Fast forward..... we moved to a new home. A fixer upper in a town that the value of the house would increase substantially once we did all the work. This was part of our 15 year retirement plan. 
Slowly I started to notice little things like his rules with the kids got harder, and if broken consequences got harder.. no wiggle room. He wanted my full attention 24/7 which he had.. but somehow he felt it wasn't. Then I couldn't do anything right... . complained about how I greeted him in the morning... or when I got home from work.. or how easy I was on the kids... or I spent too much time on my phone talking with my friends. The fighting increased and his temper became volatile. When I wasn't with him he texted me constantly. If I didn't agree with him he got maaadddd. 
I reached out to the family therapist. She said "thank god you finally see it" "I couldn't say anything because I was your family therapist not yours" 
Basically he is controlling. I didn't see it for a long time because he was so amazing and pulled my life together and was so kind and loving I couldn't see anything else.
💔
So now my eyes are open... and I see it clear... he is controlling and mentally abusive. ripped my self esteem to pieces and my self worth lost 90% of its value.
I brought this to his attention in the hope we could work through it. I asked... then begged him to go to marriage counseling. His answer was "lets do a 7 day trial to see if we can get along" What is that? Am I on an interview to save our marriage???
Fast forward again....refused marriage counseling. I told him I could not stay in our marriage without it... so his choice.... we are getting divorced. WHAT??? Really????
Our new fixer upper, now just finished and beautiful is up for sale and the divorce is moving forward. This literally happened over night. He shows no emotion other than focus on getting everything done and move on. I'm on an emotional roller coaster. I'm mad one day, hysterically crying the next, determined the next. He tells me i'm all over the place and an mentally unstable because my moods change so quick. WHAT??? I'm grieving. No emotion from him.. none. I've begged him to try again.... nothing!!!!
So now, here I am trying to figure out how to move on with my two teenage girls and support us. I'm financially in a better position but its tight. Scared to death... want to teach my girls to be strong women... not to depend on others... not to let people teach you badly. 
He recommended me sell my rings for a down payment until we can sell the house.

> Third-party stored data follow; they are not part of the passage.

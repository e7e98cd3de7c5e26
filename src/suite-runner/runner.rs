use std::{cmp::min, io::Write, time::Duration};

use colored::Colorize;
use tracing::{debug, info, trace};

use libinterrupt::{err::InterruptResult, InterruptMonitor};

use super::config::SuiteConfig;

/// How a single spec ended.
#[derive(Clone, Copy, Debug, PartialEq, Eq)]
pub enum SpecOutcome {
    Passed,
    /// An interrupt arrived while the spec was running.
    Interrupted,
    /// The suite was already interrupted when the spec came up.
    Skipped,
}

/// Counts of spec outcomes for a whole run.
#[derive(Clone, Copy, Debug, Default, PartialEq, Eq)]
pub struct SuiteSummary {
    pub passed: usize,
    pub interrupted: usize,
    pub skipped: usize,
    /// Specs left out by the focus filter.
    pub unfocused: usize,
}

impl SuiteSummary {
    fn record(&mut self, outcome: SpecOutcome) {
        match outcome {
            SpecOutcome::Passed => self.passed += 1,
            SpecOutcome::Interrupted => self.interrupted += 1,
            SpecOutcome::Skipped => self.skipped += 1,
        }
    }

    /// Return whether the run was cut short by an interrupt.
    pub fn was_interrupted(&self) -> bool {
        self.interrupted > 0 || self.skipped > 0
    }
}

/// A toy spec runner that stops cooperatively when interrupted.
///
/// Each spec "works" for the configured duration in small steps, waiting on
/// the interrupt notifier between steps instead of sleeping.
pub struct SuiteRunner<'a, W: Write> {
    monitor: &'a dyn InterruptMonitor,
    config: SuiteConfig,
    out: W,
}

impl<'a, W: Write> SuiteRunner<'a, W> {
    pub fn new(
        monitor: &'a dyn InterruptMonitor,
        config: SuiteConfig,
        out: W,
    ) -> Self {
        Self {
            monitor,
            config,
            out,
        }
    }

    //==================================================
    // Main Loop
    //==================================================

    /// Run every focused spec and return the summary.
    pub fn main_loop(&mut self) -> InterruptResult<SuiteSummary> {
        let mut summary = SuiteSummary::default();

        for i in 1..=self.config.specs {
            let name = format!("spec-{}", i);
            if let Some(focus) = &self.config.focus {
                if !focus.is_match(&name) {
                    trace!(spec = %name, "not focused");
                    summary.unfocused += 1;
                    continue;
                }
            }

            if self.config.interrupt_report {
                self.monitor.set_message(&format!(
                    "\nInterrupted while running spec {:?}",
                    name
                ));
            }

            let outcome = self.run_spec(&name);
            debug!(spec = %name, ?outcome, "spec finished");
            self.report_spec(&name, outcome)?;
            summary.record(outcome);
        }

        self.monitor.clear_message();
        self.report_summary(&summary)?;
        info!(?summary, "suite finished");

        Ok(summary)
    }

    /// Work through one spec, checking for an interrupt after every step.
    fn run_spec(&self, name: &str) -> SpecOutcome {
        let status = self.monitor.status();
        if status.interrupted {
            return SpecOutcome::Skipped;
        }

        let mut remaining = self.config.spec_duration;
        while remaining > Duration::ZERO {
            let step = min(self.config.step, remaining);
            if status.wait_timeout(step) {
                trace!(spec = name, "interrupted mid-spec");
                return SpecOutcome::Interrupted;
            }
            remaining -= step;
        }

        SpecOutcome::Passed
    }

    //==================================================
    // Output
    //==================================================

    fn report_spec(
        &mut self,
        name: &str,
        outcome: SpecOutcome,
    ) -> InterruptResult<()> {
        let tag = match outcome {
            SpecOutcome::Passed => "PASS".green().bold(),
            SpecOutcome::Interrupted => "ABORT".red().bold(),
            SpecOutcome::Skipped => "SKIP".yellow().bold(),
        };
        writeln!(self.out, "{} {}", tag, name)?;
        self.out.flush()?;
        Ok(())
    }

    fn report_summary(
        &mut self,
        summary: &SuiteSummary,
    ) -> InterruptResult<()> {
        writeln!(
            self.out,
            "\n{} passed, {} interrupted, {} skipped, {} unfocused",
            summary.passed,
            summary.interrupted,
            summary.skipped,
            summary.unfocused
        )?;
        if summary.was_interrupted() {
            writeln!(self.out, "{}", "Suite interrupted by user.".red())?;
        }
        self.out.flush()?;
        Ok(())
    }
}
use std::{
    fmt,
    sync::{Arc, Condvar, Mutex, MutexGuard, PoisonError},
    time::Duration,
};

struct Inner {
    fired: Mutex<bool>,
    cond: Condvar,
}

impl Inner {
    // The guarded value is a plain flag, a panicking holder cannot leave it
    // half-written.
    fn lock(&self) -> MutexGuard<'_, bool> {
        self.fired.lock().unwrap_or_else(PoisonError::into_inner)
    }
}

/// Handle onto a one-shot broadcast primitive.
///
/// A `Notifier` starts un-fired. Firing it releases every thread blocked in
/// `wait()` at once, and any later `wait()` returns immediately. It never
/// un-fires.
///
/// Clones share the same primitive; two handles compare equal only when they
/// refer to the same one.
#[derive(Clone)]
pub struct Notifier {
    inner: Arc<Inner>,
}

impl Notifier {
    pub(crate) fn new() -> Self {
        Self {
            inner: Arc::new(Inner {
                fired: Mutex::new(false),
                cond: Condvar::new(),
            }),
        }
    }

    /// Fire this notifier, waking all current waiters.
    pub(crate) fn fire(&self) {
        let mut fired = self.inner.lock();
        *fired = true;
        self.inner.cond.notify_all();
    }

    /// Return whether this notifier has fired.
    pub fn is_fired(&self) -> bool {
        *self.inner.lock()
    }

    /// Block until this notifier fires.
    pub fn wait(&self) {
        let mut fired = self.inner.lock();
        while !*fired {
            fired = self
                .inner
                .cond
                .wait(fired)
                .unwrap_or_else(PoisonError::into_inner);
        }
    }

    /// Block until this notifier fires or `timeout` elapses and return
    /// whether it fired.
    pub fn wait_timeout(&self, timeout: Duration) -> bool {
        let fired = self.inner.lock();
        let (fired, _) = self
            .inner
            .cond
            .wait_timeout_while(fired, timeout, |fired| !*fired)
            .unwrap_or_else(PoisonError::into_inner);
        *fired
    }
}

impl PartialEq for Notifier {
    fn eq(&self, other: &Self) -> bool {
        Arc::ptr_eq(&self.inner, &other.inner)
    }
}

impl Eq for Notifier {}

impl fmt::Debug for Notifier {
    fn fmt(&self, f: &mut fmt::Formatter) -> fmt::Result {
        f.debug_struct("Notifier")
            .field("id", &Arc::as_ptr(&self.inner))
            .field("fired", &self.is_fired())
            .finish()
    }
}

#[cfg(test)]
mod tests {
    use std::{thread, time::Instant};

    use super::*;

    #[test]
    fn new_notifier_is_not_fired() {
        let n = Notifier::new();
        assert!(!n.is_fired());
        assert!(!n.wait_timeout(Duration::from_millis(20)));
    }

    #[test]
    fn fire_releases_all_waiters() {
        let n = Notifier::new();
        let waiters: Vec<_> = (0..4)
            .map(|_| {
                let n = n.clone();
                thread::spawn(move || n.wait())
            })
            .collect();

        thread::sleep(Duration::from_millis(20));
        n.fire();

        for w in waiters {
            w.join().unwrap();
        }
        assert!(n.is_fired());
    }

    #[test]
    fn wait_after_fire_returns_immediately() {
        let n = Notifier::new();
        n.fire();
        n.fire();

        let start = Instant::now();
        n.wait();
        assert!(n.wait_timeout(Duration::from_secs(10)));
        assert!(start.elapsed() < Duration::from_secs(5));
    }

    #[test]
    fn clones_share_identity() {
        let a = Notifier::new();
        let b = a.clone();
        let c = Notifier::new();
        assert_eq!(a, b);
        assert_ne!(a, c);

        b.fire();
        assert!(a.is_fired());
        assert!(!c.is_fired());
    }
}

So I inquire about it. Now all of a sudden he's broken hearten that I would sell the diamond. Hes showing more sadness over that than he ever shown over the death of our marriage, 
He still tells me things like... when I'm out wants to know where I am, thinks I'm with another man. Tells me this was my choice, I moved out of the bed and he's like your avoiding me.... we can still remain friends and keep this amicable and watch TV together. UGH.. Passive aggressive.
He is the true definition of a narcissistic psychopath. He would rather lose everything we built than look at himself.
Yet... i'm dying.... I love him... I need him.... the old him. I'm scared to death going on my own with my kids... they have been through so much change and instability. My emotional roller coaster continues... I NEED to survive this.... I need to get strong and do this.... My husband disappeared in front of my eyes. No remorse, no fear, no doubt, no regret... NOTHING.... Who is this man I married LESS than 1 year ago. 💔

Thank you for taking the time to read this.. I know it was very long.


----------



## fencewalker (Apr 17, 2020)

How long did you two know each other before getting married?


----------



## LisaDiane (Jul 22, 2019)

This is textbook Narcissism -- you fell in love with an illusion...he was NEVER the man he pretended to be. He probably never even really loved you in the normal sense of the word, because he doesn't know HOW to connect with people in a normally loving way. It's important for you to know that NONE of this has anything to do with YOU...it's all because of his dysfunction!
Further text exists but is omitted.